Carey gave a live demonstration of how a consumer, simply using Google, could with several clicks pull up near-DVD quality pirate copies of movies. With Google TV, practically anyone will be able to easily access such content. “We’ve got to ask Google to be more mindful of what they allow people to do and present,” he said.
Many of the offending cyberlockers — some of which are among the top 20 most-accessed sites on the Internet — didn’t exist a year ago, creating a mushrooming threat for the movie business.
Cyberlockers are websites where consumers can securely upload personal information. Peer-to-peer involves passing information from one computer to another and often involves multiple consumers for a single song or movie, making tracing the source even more difficult.
MegaUpload, one prime cyberlocker offender, gets as many as 73 million visitors a month and is run by a “hacker” in Germany who was convicted of insider trading, Carey said.
“There are potentially really bad guys in this space,” he said. “That’s very important in educating consumers: They could potentially be participating in organized criminal activity.”

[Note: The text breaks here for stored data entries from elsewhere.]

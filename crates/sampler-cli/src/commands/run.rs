use crate::cli::RunArgs;
use crate::config::build_config;
use crate::error::Result;
use crate::utils::progress::CliProgressHandler;
use statesampler::{
    core::{colvars::io::load_cvs, io::loader::GroTrajectorySource},
    engine::{polling::CancellationToken, progress::ProgressReporter},
    workflows,
};
use tracing::info;

pub async fn run(args: RunArgs, cancel: CancellationToken) -> Result<()> {
    info!("Merging configuration from file and CLI arguments...");
    let config = build_config(&args)?;

    info!("Loading collective variables from {:?}", &config.cvs_path);
    let cvs = load_cvs(&config.cvs_path)?;
    info!("Loaded {} collective variables.", cvs.len());

    let progress_handler = CliProgressHandler::new();
    let reporter = ProgressReporter::with_callback(progress_handler.get_callback());

    println!(
        "Starting {} sampling of '{}' in {} (iterations {}..={}, {} walkers)...",
        config.sampling.start_mode,
        config.sampling.simu_id,
        config.sampling.iteration.working_dir.display(),
        config.sampling.iteration.iteration,
        config.sampling.max_iteration,
        config.sampling.iteration.swarm_size,
    );

    let result = tokio::task::block_in_place(|| {
        workflows::sample::run(
            &config.sampling,
            &cvs,
            &config.scheduler,
            &GroTrajectorySource,
            &reporter,
            Some(&cancel),
        )
    })?;

    info!(
        "Workflow finished after {} evaluated iteration(s).",
        result.iterations.len()
    );
    for record in &result.history {
        println!(
            "  |c_{} - c_{}| = {:.4}",
            record.to, record.from, record.distance
        );
    }
    println!(
        "✓ Convergence history written to: {}",
        result.history_path.display()
    );

    Ok(())
}
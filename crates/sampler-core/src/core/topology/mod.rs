//! # Topology Module
//!
//! Atom-selection queries over a [`Topology`](crate::core::models::topology::Topology).
//!
//! ## Overview
//!
//! Collective variables and trajectory loading both need to pick subsets of atoms
//! by name, residue, element or structural role. The [`selection`] module parses
//! a small query language in the style commonly used by trajectory analysis tools:
//!
//! - **Keywords** - `all`, `none`, `protein`, `water`, `backbone`, `sidechain`, `heavy`
//! - **Fields** - `name`, `resname`, `element`, `resSeq`, `resid`, `index`, with
//!   optional comparison operators and `a to b` ranges for numeric fields
//! - **Combinators** - `and`, `or`, `not` and parentheses
//!
//! ## Usage
//!
//! ```ignore
//! use statesampler::core::topology::selection::select;
//!
//! let heavy_protein_atoms = select(trajectory.topology(), "protein and element != 'H'")?;
//! ```

pub mod selection;
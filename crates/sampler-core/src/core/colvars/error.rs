use crate::core::io::fs::FsError;
use crate::core::io::gro::GroError;
use crate::core::models::trajectory::TrajectoryShapeError;
use crate::core::topology::selection::SelectionError;
use std::path::PathBuf;
use thiserror::Error;

#[derive(Debug, Error)]
pub enum CvError {
    #[error("Collective variable '{id}' has no evaluation function")]
    MissingGenerator { id: String },

    #[error("No protein residue with sequence number {0}")]
    ResidueNotFound(isize),

    #[error("Contact needs two distinct residues, got {0} twice")]
    SameResidue(isize),

    #[error("Atom set is empty: {0}")]
    EmptyAtomSet(String),

    #[error("Reference structure has no frames")]
    EmptyReference,

    #[error("Cannot normalize on trajectories without frames")]
    NoFrames,

    #[error("At least one collective variable is required")]
    NoCvs,

    #[error("Invalid atom selection: {0}")]
    Selection(#[from] SelectionError),

    #[error("Shape mismatch: expected {expected}, found {found}")]
    ShapeMismatch { expected: String, found: String },

    #[error("Superposition failed on frame {frame}")]
    Superposition { frame: usize },

    #[error(transparent)]
    Trajectory(#[from] TrajectoryShapeError),
}

#[derive(Debug, Error)]
pub enum CvIoError {
    #[error("Failed to access CV definition file {path}: {source}")]
    Io {
        path: PathBuf,
        #[source]
        source: std::io::Error,
    },

    #[error("Invalid CV definition JSON: {0}")]
    Json(#[from] serde_json::Error),

    #[error("Invalid CV definition at index {index}: {message}")]
    InvalidDefinition { index: usize, message: String },

    #[error("Failed to load reference structure {path}: {source}")]
    Reference {
        path: PathBuf,
        #[source]
        source: GroError,
    },

    #[error(transparent)]
    Fs(#[from] FsError),
}
use nalgebra::{Matrix3, Point3, Vector3};

/// Rigid-body transform that maps a mobile coordinate set onto a target.
#[derive(Debug, Clone, Copy, PartialEq)]
pub struct Superposition {
    pub rotation: Matrix3<f64>,
    pub mobile_centroid: Point3<f64>,
    pub target_centroid: Point3<f64>,
}

impl Superposition {
    pub fn apply(&self, point: &Point3<f64>) -> Point3<f64> {
        self.target_centroid + self.rotation * (point - self.mobile_centroid)
    }
}

pub fn centroid(points: &[Point3<f64>]) -> Option<Point3<f64>> {
    if points.is_empty() {
        return None;
    }
    let sum = points
        .iter()
        .fold(Vector3::zeros(), |acc, p| acc + p.coords);
    Some(Point3::from(sum / points.len() as f64))
}

/// Displacement from `a` to `b`, wrapped to the nearest periodic image of an
/// orthorhombic box. Box edges that are zero or negative are ignored.
pub fn minimum_image_displacement(
    a: &Point3<f64>,
    b: &Point3<f64>,
    box_vectors: &Vector3<f64>,
) -> Vector3<f64> {
    let mut d = b - a;
    for k in 0..3 {
        let edge = box_vectors[k];
        if edge > 0.0 {
            d[k] -= edge * (d[k] / edge).round();
        }
    }
    d
}

pub fn distance(a: &Point3<f64>, b: &Point3<f64>, box_vectors: Option<&Vector3<f64>>) -> f64 {
    match box_vectors {
        Some(bv) => minimum_image_displacement(a, b, bv).norm(),
        None => (b - a).norm(),
    }
}

/// Computes the least-squares rotation (Kabsch) superposing `mobile` on `target`.
///
/// Returns `None` when the sets differ in length, are empty, or the SVD fails.
pub fn kabsch(mobile: &[Point3<f64>], target: &[Point3<f64>]) -> Option<Superposition> {
    if mobile.len() != target.len() || mobile.is_empty() {
        return None;
    }
    let mobile_centroid = centroid(mobile)?;
    let target_centroid = centroid(target)?;

    let mut covariance = Matrix3::zeros();
    for (p, q) in mobile.iter().zip(target.iter()) {
        covariance += (p - mobile_centroid) * (q - target_centroid).transpose();
    }

    let svd = covariance.svd(true, true);
    let u = svd.u?;
    let v_t = svd.v_t?;
    let v = v_t.transpose();
    let handedness = (v * u.transpose()).determinant().signum();
    let correction = Matrix3::from_diagonal(&Vector3::new(1.0, 1.0, handedness));
    let rotation = v * correction * u.transpose();

    Some(Superposition {
        rotation,
        mobile_centroid,
        target_centroid,
    })
}

pub fn calculate_rmsd(coords1: &[Point3<f64>], coords2: &[Point3<f64>]) -> Option<f64> {
    if coords1.len() != coords2.len() || coords1.is_empty() {
        return None;
    }
    let n = coords1.len() as f64;
    let squared_dist_sum: f64 = coords1
        .iter()
        .zip(coords2.iter())
        .map(|(p1, p2)| (p1 - p2).norm_squared())
        .sum();
    Some((squared_dist_sum / n).sqrt())
}

/// RMSD after optimal superposition of `mobile` onto `target`.
pub fn superposed_rmsd(mobile: &[Point3<f64>], target: &[Point3<f64>]) -> Option<f64> {
    let fit = kabsch(mobile, target)?;
    let moved: Vec<Point3<f64>> = mobile.iter().map(|p| fit.apply(p)).collect();
    calculate_rmsd(&moved, target)
}

#[cfg(test)]
mod tests {
    use super::*;
    use nalgebra::{Rotation3, Unit};

    fn sample_points() -> Vec<Point3<f64>> {
        vec![
            Point3::new(0.0, 0.0, 0.0),
            Point3::new(1.5, 0.0, 0.0),
            Point3::new(1.5, 1.2, 0.0),
            Point3::new(0.3, 1.1, 0.9),
            Point3::new(-0.7, 0.4, 1.6),
        ]
    }

    #[test]
    fn minimum_image_wraps_across_box_edges() {
        let box_vectors = Vector3::new(3.0, 3.0, 3.0);
        let a = Point3::new(0.1, 0.1, 0.1);
        let b = Point3::new(2.9, 0.1, 0.1);
        let d = minimum_image_displacement(&a, &b, &box_vectors);
        assert!((d.x + 0.2).abs() < 1e-12);
        assert!((distance(&a, &b, Some(&box_vectors)) - 0.2).abs() < 1e-12);
        assert!((distance(&a, &b, None) - 2.8).abs() < 1e-12);
    }

    #[test]
    fn minimum_image_ignores_degenerate_box_edges() {
        let box_vectors = Vector3::new(0.0, 0.0, 0.0);
        let a = Point3::new(0.0, 0.0, 0.0);
        let b = Point3::new(5.0, 0.0, 0.0);
        assert!((distance(&a, &b, Some(&box_vectors)) - 5.0).abs() < 1e-12);
    }

    #[test]
    fn kabsch_recovers_rigid_motion() {
        let target = sample_points();
        let rotation = Rotation3::from_axis_angle(
            &Unit::new_normalize(Vector3::new(0.3, -1.0, 0.5)),
            1.1,
        );
        let shift = Vector3::new(4.0, -2.0, 0.5);
        let mobile: Vec<Point3<f64>> = target.iter().map(|p| rotation * p + shift).collect();

        let rmsd = superposed_rmsd(&mobile, &target).unwrap();
        assert!(rmsd < 1e-9, "rmsd was {}", rmsd);
    }

    #[test]
    fn kabsch_does_not_reflect_mirror_images() {
        let target = sample_points();
        let mirrored: Vec<Point3<f64>> =
            target.iter().map(|p| Point3::new(-p.x, p.y, p.z)).collect();
        let fit = kabsch(&mirrored, &target).unwrap();
        assert!((fit.rotation.determinant() - 1.0).abs() < 1e-9);
        assert!(superposed_rmsd(&mirrored, &target).unwrap() > 1e-3);
    }

    #[test]
    fn rmsd_requires_matching_non_empty_sets() {
        let points = sample_points();
        assert!(calculate_rmsd(&points, &points[..2]).is_none());
        assert!(calculate_rmsd(&[], &[]).is_none());
        assert_eq!(calculate_rmsd(&points, &points), Some(0.0));
    }

    #[test]
    fn centroid_of_empty_set_is_none() {
        assert!(centroid(&[]).is_none());
        let c = centroid(&[Point3::new(0.0, 0.0, 0.0), Point3::new(2.0, 4.0, 6.0)]).unwrap();
        assert_eq!(c, Point3::new(1.0, 2.0, 3.0));
    }
}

That’s particularly problematic for consumers paying by credit card whose identities are being siphoned overseas to questionable people.
To win over consumers, such sites as Movie25.com often download IMDb information or other mainstream sources to give themselves a patina of respectability. One site even posted a fake seal of approval from McAfee, the cybersecurity software concern.
To encourage consumers to pirate content, some sites offer “rewards” to subscribers who upload pirated content, further blurring the line between legal and illegal.
Carey thinks going after the pirates, not the consumers, is the only viable long-term strategy, noting that it’s not a viable business strategy to “sue your own customers.”
A bipartisan bill in the Senate would make it easier to shut such sites down. The studios also have increasingly sophisticated tools for catching pirates, including watermarking, digital rights management and night-vision goggles to catch criminals in the act at movie theaters.
For its part, Paramount has 200 Internet distribution deals in 25 languages covering 750 titles in its library as the studio seeks to find new business models for making money from home entertainment. But they depend upon shutting down the pirates for success.
“The thing is, I can’t come up with a pricing model that competes with free,” he said.